Start of Extracted data

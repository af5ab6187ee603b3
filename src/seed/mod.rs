//! Bundled default site content.
//!
//! Used whenever nothing valid is persisted under the content key. The seed
//! carries 12 menu items, 3 events, 8 reviews, 6 gallery images, and 4 review
//! platforms, all published.

use crate::models::{
    AboutContent, AboutStats, BusinessHours, ContactContent, Event, GalleryCategory, GalleryImage,
    HeroContent, MenuCategory, MenuItem, Review, ReviewPlatform, ReviewSource, SiteData,
};

/// Build the default site document.
pub fn default_site_data() -> SiteData {
    SiteData {
        hero: default_hero(),
        about: default_about(),
        menu: default_menu(),
        events: default_events(),
        reviews: default_reviews(),
        gallery: default_gallery(),
        contact: default_contact(),
        review_platforms: default_review_platforms(),
    }
}

fn default_hero() -> HeroContent {
    HeroContent {
        subtitle: "Hong Kong's Iconic Spanish Restaurant Since 1998".to_string(),
        title: "Experience Authentic Spanish Cuisine".to_string(),
        description: "Opened since 1998 in Hong Kong as the brain-child of veteran restaurateur, \
                      Mr. Carmelo Lopez. A native Spaniard himself, he came to Asia in the 70's \
                      but remained nostalgically attached to the richness and exquisite taste of \
                      his motherland's cuisine."
            .to_string(),
        cta_primary: "Reserve Your Table".to_string(),
        cta_secondary: "Explore Menu".to_string(),
        background_image: Some("/images/hero-paella.jpg".to_string()),
        published: true,
    }
}

fn default_about() -> AboutContent {
    AboutContent {
        subtitle: "Our Story".to_string(),
        title: "A Taste of Spain in Hong Kong".to_string(),
        paragraph1: "Ole was created from a crave for authenticity! Experience the genuine touch \
                     of Spain the moment you step inside: the lemon yellow plastered walls and \
                     glazed terracotta tiles of the Mediterranean, the lighting fixtures and \
                     decorative potteries directly flown from Spain."
            .to_string(),
        paragraph2: "Executive Chef Jesus Pascual was recruited directly from Madrid. Trained in \
                     Michelin-starred restaurants including Arzak in San Sebastian and Fogony in \
                     Catalonia, he earned his Master's in Executive and Creative Cuisine. He \
                     endeavors authentic Spanish cooking with modern presentations."
            .to_string(),
        chef_quote: "An attentive and energetic team is at your service to provide each customer \
                     a satisfactory dining experience."
            .to_string(),
        chef_name: "Executive Chef Jesus Pascual".to_string(),
        stats: AboutStats {
            chefs: 8,
            wines: 150,
            guests: 300,
            dishes: 80,
        },
        image: Some("/images/about-chef.jpg".to_string()),
        published: true,
    }
}

fn default_contact() -> ContactContent {
    ContactContent {
        address: "1/F, Shun Ho Tower\n24-30 Ice House Street\nCentral, Hong Kong".to_string(),
        phone: "(852) 2523-8624".to_string(),
        email: "ole@ad-caterers.com".to_string(),
        business_hours: BusinessHours {
            weekday: "Mon – Fri: 12Noon-3:00pm & 6:00pm-11:00pm".to_string(),
            weekend: "Sat, Sun & Public Holidays: 11:30am-3:00pm & 6:00pm-11:00pm".to_string(),
        },
        nearby_mtr: "Central station exit D1".to_string(),
        nearby_parking: "New World Tower".to_string(),
        facebook: "www.facebook.com/OleSpanishRestaurant".to_string(),
        published: true,
    }
}

fn default_menu() -> Vec<MenuItem> {
    vec![
        menu_item(
            "1",
            "Patatas Bravas",
            "Crispy fried potatoes served with spicy tomato sauce and aioli",
            12.0,
            MenuCategory::Tapas,
            &["vegetarian", "gluten-free"],
            Some("/images/menu-tapas.jpg"),
            true,
        ),
        menu_item(
            "2",
            "Gambas al Ajillo",
            "Sizzling prawns in garlic chili oil with fresh herbs",
            18.0,
            MenuCategory::Tapas,
            &["gluten-free", "spicy"],
            None,
            false,
        ),
        menu_item(
            "3",
            "Jamón Ibérico",
            "Premium cured Iberian ham, aged 36 months",
            28.0,
            MenuCategory::Tapas,
            &[],
            None,
            false,
        ),
        menu_item(
            "4",
            "Croquetas de Jamón",
            "Creamy ham croquettes with béchamel filling",
            14.0,
            MenuCategory::Tapas,
            &[],
            None,
            false,
        ),
        menu_item(
            "5",
            "Tortilla Española",
            "Traditional Spanish potato omelette with caramelized onions",
            13.0,
            MenuCategory::Tapas,
            &["vegetarian", "gluten-free"],
            None,
            false,
        ),
        menu_item(
            "6",
            "Paella Valenciana",
            "Authentic saffron rice with chicken, rabbit, green beans, and snails",
            48.0,
            MenuCategory::Mains,
            &[],
            None,
            true,
        ),
        menu_item(
            "7",
            "Paella de Marisco",
            "Seafood paella with prawns, mussels, clams, and squid",
            56.0,
            MenuCategory::Mains,
            &["gluten-free"],
            None,
            false,
        ),
        menu_item(
            "8",
            "Churros con Chocolate",
            "Crispy fried dough with thick hot chocolate dipping sauce",
            12.0,
            MenuCategory::Desserts,
            &["vegetarian"],
            None,
            true,
        ),
        menu_item(
            "9",
            "Crema Catalana",
            "Catalan-style crème brûlée with citrus and cinnamon",
            10.0,
            MenuCategory::Desserts,
            &["vegetarian", "gluten-free"],
            None,
            false,
        ),
        menu_item(
            "10",
            "Sangria Roja",
            "Traditional red wine sangria with fresh fruits",
            14.0,
            MenuCategory::Drinks,
            &[],
            None,
            true,
        ),
        menu_item(
            "11",
            "Sangria Blanca",
            "Refreshing white wine sangria with peach and apple",
            14.0,
            MenuCategory::Drinks,
            &[],
            None,
            false,
        ),
        menu_item(
            "12",
            "Tinto de Verano",
            "Spanish summer wine with lemon soda",
            10.0,
            MenuCategory::Drinks,
            &[],
            None,
            false,
        ),
    ]
}

#[allow(clippy::too_many_arguments)]
fn menu_item(
    id: &str,
    name: &str,
    description: &str,
    price: f64,
    category: MenuCategory,
    tags: &[&str],
    image: Option<&str>,
    is_popular: bool,
) -> MenuItem {
    MenuItem {
        id: id.to_string(),
        name: name.to_string(),
        description: description.to_string(),
        price,
        category,
        tags: tags.iter().map(|t| t.to_string()).collect(),
        image: image.map(|i| i.to_string()),
        is_popular: is_popular.then_some(true),
        published: true,
    }
}

fn default_events() -> Vec<Event> {
    vec![
        Event {
            id: "1".to_string(),
            title: "Private Dining".to_string(),
            description: "Intimate gatherings for up to 20 guests in our exclusive private room"
                .to_string(),
            image: None,
            published: true,
        },
        Event {
            id: "2".to_string(),
            title: "Corporate Events".to_string(),
            description: "Business lunches, team dinners, and company celebrations".to_string(),
            image: None,
            published: true,
        },
        Event {
            id: "3".to_string(),
            title: "Special Celebrations".to_string(),
            description: "Birthdays, anniversaries, and milestone events".to_string(),
            image: None,
            published: true,
        },
    ]
}

fn default_reviews() -> Vec<Review> {
    vec![
        review(
            "1",
            "Maria Gonzalez",
            5,
            "Absolutely incredible experience! The paella was authentic and the service was \
             impeccable. This is the closest you'll get to Spain without leaving the city.",
            "Jan 15, 2024",
            ReviewSource::Google,
            24,
        ),
        review(
            "2",
            "James Chen",
            5,
            "The tapas selection is outstanding. We tried the patatas bravas, gambas al ajillo, \
             and jamón ibérico - all perfection. The sangria is a must-try!",
            "Jan 12, 2024",
            ReviewSource::Facebook,
            18,
        ),
        review(
            "3",
            "Sarah Williams",
            4,
            "Beautiful ambiance and delicious food. The churros with chocolate were heavenly. \
             Only wish the wait was a bit shorter.",
            "Jan 10, 2024",
            ReviewSource::Google,
            12,
        ),
        review(
            "4",
            "David Park",
            5,
            "Best Spanish restaurant in town! The tortilla española reminds me of my \
             grandmother's cooking. Highly recommend for date nights.",
            "Jan 8, 2024",
            ReviewSource::Instagram,
            31,
        ),
        review(
            "5",
            "Emma Thompson",
            5,
            "Celebrated my birthday here and they made it so special. The staff went above and \
             beyond. Food was phenomenal!",
            "Jan 5, 2024",
            ReviewSource::Google,
            45,
        ),
        review(
            "6",
            "Michael Rodriguez",
            4,
            "Great atmosphere and authentic flavors. The wine selection is impressive. Will \
             definitely be coming back.",
            "Jan 3, 2024",
            ReviewSource::Yelp,
            8,
        ),
        review(
            "7",
            "Lisa Wong",
            5,
            "Hidden gem! The outdoor terrace is perfect for summer evenings. Try the seafood \
             paella - it's amazing!",
            "Dec 28, 2023",
            ReviewSource::Openrice,
            22,
        ),
        review(
            "8",
            "Robert Kim",
            5,
            "From the moment we walked in, we felt transported to Barcelona. The attention to \
             detail in every dish is remarkable.",
            "Dec 25, 2023",
            ReviewSource::Tripadvisor,
            16,
        ),
    ]
}

fn review(
    id: &str,
    author: &str,
    rating: u8,
    text: &str,
    date: &str,
    source: ReviewSource,
    likes: i64,
) -> Review {
    Review {
        id: id.to_string(),
        author: author.to_string(),
        rating,
        text: text.to_string(),
        date: date.to_string(),
        source,
        verified: true,
        likes,
        published: true,
    }
}

fn default_gallery() -> Vec<GalleryImage> {
    vec![
        gallery_image(
            "1",
            "/images/hero-bg.jpg",
            "Elegant restaurant interior",
            GalleryCategory::Interior,
        ),
        gallery_image(
            "2",
            "/images/menu-tapas.jpg",
            "Spanish tapas selection",
            GalleryCategory::Food,
        ),
        gallery_image(
            "3",
            "/images/gallery-terrace.jpg",
            "Outdoor terrace dining",
            GalleryCategory::Interior,
        ),
        gallery_image(
            "4",
            "/images/gallery-paella.jpg",
            "Traditional paella",
            GalleryCategory::Food,
        ),
        gallery_image(
            "5",
            "/images/about-chef.jpg",
            "Our head chef",
            GalleryCategory::Team,
        ),
        gallery_image(
            "6",
            "/images/gallery-churros.jpg",
            "Churros with chocolate",
            GalleryCategory::Food,
        ),
    ]
}

fn gallery_image(id: &str, src: &str, alt: &str, category: GalleryCategory) -> GalleryImage {
    GalleryImage {
        id: id.to_string(),
        src: src.to_string(),
        alt: alt.to_string(),
        category,
        published: true,
    }
}

fn default_review_platforms() -> Vec<ReviewPlatform> {
    vec![
        ReviewPlatform {
            id: "1".to_string(),
            name: "Google".to_string(),
            url: "https://g.co/kgs/xyz123".to_string(),
            icon: "google".to_string(),
            rating: Some(4.5),
            review_count: Some(328),
            published: true,
        },
        ReviewPlatform {
            id: "2".to_string(),
            name: "Facebook".to_string(),
            url: "https://www.facebook.com/OleSpanishRestaurant/reviews".to_string(),
            icon: "facebook".to_string(),
            rating: Some(4.7),
            review_count: Some(156),
            published: true,
        },
        ReviewPlatform {
            id: "3".to_string(),
            name: "TripAdvisor".to_string(),
            url: "https://www.tripadvisor.com/Restaurant_Review-g294217-d1234567".to_string(),
            icon: "tripadvisor".to_string(),
            rating: Some(4.5),
            review_count: Some(89),
            published: true,
        },
        ReviewPlatform {
            id: "4".to_string(),
            name: "OpenRice".to_string(),
            url: "https://www.openrice.com/en/hongkong/r-ole-spanish-restaurant".to_string(),
            icon: "openrice".to_string(),
            rating: Some(4.0),
            review_count: Some(234),
            published: true,
        },
    ]
}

End of Extracted data

-- What is required --
Copy each line of the data above that holds "summer".

-- Result of this task --
            "Spanish summer wine with lemon soda",
            "Hidden gem! The outdoor terrace is perfect for summer evenings. Try the seafood \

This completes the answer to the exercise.